DATA FOR THIS EXERCISE START
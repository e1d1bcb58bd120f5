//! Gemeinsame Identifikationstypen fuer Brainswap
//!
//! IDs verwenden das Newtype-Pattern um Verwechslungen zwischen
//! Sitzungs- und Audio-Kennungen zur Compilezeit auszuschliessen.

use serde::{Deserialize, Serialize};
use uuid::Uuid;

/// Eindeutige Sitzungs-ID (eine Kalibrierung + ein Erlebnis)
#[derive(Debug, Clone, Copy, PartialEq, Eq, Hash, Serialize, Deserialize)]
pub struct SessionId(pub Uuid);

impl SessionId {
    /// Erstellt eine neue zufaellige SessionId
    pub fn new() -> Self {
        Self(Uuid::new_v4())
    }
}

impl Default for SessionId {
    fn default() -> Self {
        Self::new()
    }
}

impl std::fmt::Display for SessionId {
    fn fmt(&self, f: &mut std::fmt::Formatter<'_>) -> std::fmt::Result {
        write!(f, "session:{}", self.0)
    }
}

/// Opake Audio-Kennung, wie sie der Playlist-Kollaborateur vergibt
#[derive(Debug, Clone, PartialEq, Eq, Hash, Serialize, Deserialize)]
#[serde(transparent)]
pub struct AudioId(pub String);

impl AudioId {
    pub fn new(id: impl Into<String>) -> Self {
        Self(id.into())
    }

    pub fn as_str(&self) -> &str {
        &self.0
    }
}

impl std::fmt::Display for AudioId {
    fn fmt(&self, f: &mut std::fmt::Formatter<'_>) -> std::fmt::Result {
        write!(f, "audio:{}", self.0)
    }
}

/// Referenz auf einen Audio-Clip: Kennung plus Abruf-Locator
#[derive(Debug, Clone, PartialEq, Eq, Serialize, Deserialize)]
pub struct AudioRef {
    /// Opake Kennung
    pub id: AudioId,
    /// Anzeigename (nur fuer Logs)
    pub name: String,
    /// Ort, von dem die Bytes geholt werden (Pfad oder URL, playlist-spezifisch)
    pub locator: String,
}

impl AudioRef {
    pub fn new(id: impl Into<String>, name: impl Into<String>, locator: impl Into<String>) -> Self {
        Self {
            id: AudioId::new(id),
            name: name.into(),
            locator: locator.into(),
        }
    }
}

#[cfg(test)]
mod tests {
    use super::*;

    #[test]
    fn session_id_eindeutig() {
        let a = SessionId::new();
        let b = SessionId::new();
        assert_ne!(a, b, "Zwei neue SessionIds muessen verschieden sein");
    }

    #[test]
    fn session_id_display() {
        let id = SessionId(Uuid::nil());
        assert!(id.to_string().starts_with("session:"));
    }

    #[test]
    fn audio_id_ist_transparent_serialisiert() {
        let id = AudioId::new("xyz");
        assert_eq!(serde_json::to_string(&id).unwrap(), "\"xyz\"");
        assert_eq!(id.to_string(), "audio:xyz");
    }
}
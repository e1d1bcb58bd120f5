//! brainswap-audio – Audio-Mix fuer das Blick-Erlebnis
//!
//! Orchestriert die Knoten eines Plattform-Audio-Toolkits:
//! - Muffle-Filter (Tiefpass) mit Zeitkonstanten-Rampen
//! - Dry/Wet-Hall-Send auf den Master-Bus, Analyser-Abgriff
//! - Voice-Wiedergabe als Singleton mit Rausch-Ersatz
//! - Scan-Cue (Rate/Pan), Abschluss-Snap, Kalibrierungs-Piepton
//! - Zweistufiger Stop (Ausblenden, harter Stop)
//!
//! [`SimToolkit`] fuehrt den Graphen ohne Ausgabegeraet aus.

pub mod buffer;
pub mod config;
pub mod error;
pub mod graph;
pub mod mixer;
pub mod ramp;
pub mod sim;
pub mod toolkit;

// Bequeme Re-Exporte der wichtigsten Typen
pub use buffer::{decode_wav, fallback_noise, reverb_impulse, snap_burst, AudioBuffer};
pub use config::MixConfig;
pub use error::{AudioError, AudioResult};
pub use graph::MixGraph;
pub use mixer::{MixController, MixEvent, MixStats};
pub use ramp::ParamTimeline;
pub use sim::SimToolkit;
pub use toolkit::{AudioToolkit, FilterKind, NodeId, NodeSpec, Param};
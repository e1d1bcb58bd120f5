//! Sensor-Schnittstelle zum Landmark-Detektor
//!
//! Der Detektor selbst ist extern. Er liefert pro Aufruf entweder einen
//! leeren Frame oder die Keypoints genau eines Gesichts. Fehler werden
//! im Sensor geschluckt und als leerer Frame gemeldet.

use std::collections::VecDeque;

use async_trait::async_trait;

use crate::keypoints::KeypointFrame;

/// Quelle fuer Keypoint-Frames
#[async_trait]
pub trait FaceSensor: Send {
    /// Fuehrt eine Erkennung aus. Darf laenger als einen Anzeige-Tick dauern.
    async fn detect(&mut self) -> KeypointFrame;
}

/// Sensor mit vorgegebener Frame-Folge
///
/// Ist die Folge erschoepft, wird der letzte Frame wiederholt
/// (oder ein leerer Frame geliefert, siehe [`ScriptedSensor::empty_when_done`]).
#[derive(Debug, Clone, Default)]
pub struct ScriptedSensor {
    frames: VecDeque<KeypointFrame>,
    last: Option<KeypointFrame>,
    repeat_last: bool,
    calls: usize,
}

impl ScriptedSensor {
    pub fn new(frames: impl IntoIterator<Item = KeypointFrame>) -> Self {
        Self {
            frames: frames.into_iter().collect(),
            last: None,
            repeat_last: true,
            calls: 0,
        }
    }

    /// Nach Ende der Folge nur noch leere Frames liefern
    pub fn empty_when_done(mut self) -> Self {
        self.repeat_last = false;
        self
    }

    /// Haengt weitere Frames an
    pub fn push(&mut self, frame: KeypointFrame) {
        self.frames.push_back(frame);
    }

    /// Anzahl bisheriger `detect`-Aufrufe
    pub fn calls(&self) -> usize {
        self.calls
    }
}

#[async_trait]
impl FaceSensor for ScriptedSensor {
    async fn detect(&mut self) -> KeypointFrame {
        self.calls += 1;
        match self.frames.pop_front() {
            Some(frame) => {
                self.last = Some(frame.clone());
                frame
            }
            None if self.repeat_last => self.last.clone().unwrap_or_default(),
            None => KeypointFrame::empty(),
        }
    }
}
DATA FOR THIS EXERCISE END
## ACTION ITEM:
The lines above that hold the string "Serialize" are to be located and copied.

## EXERCISE RESULT:
use serde::{Deserialize, Serialize};
#[derive(Debug, Clone, Copy, PartialEq, Eq, Hash, Serialize, Deserialize)]
#[derive(Debug, Clone, PartialEq, Eq, Hash, Serialize, Deserialize)]
#[derive(Debug, Clone, PartialEq, Eq, Serialize, Deserialize)]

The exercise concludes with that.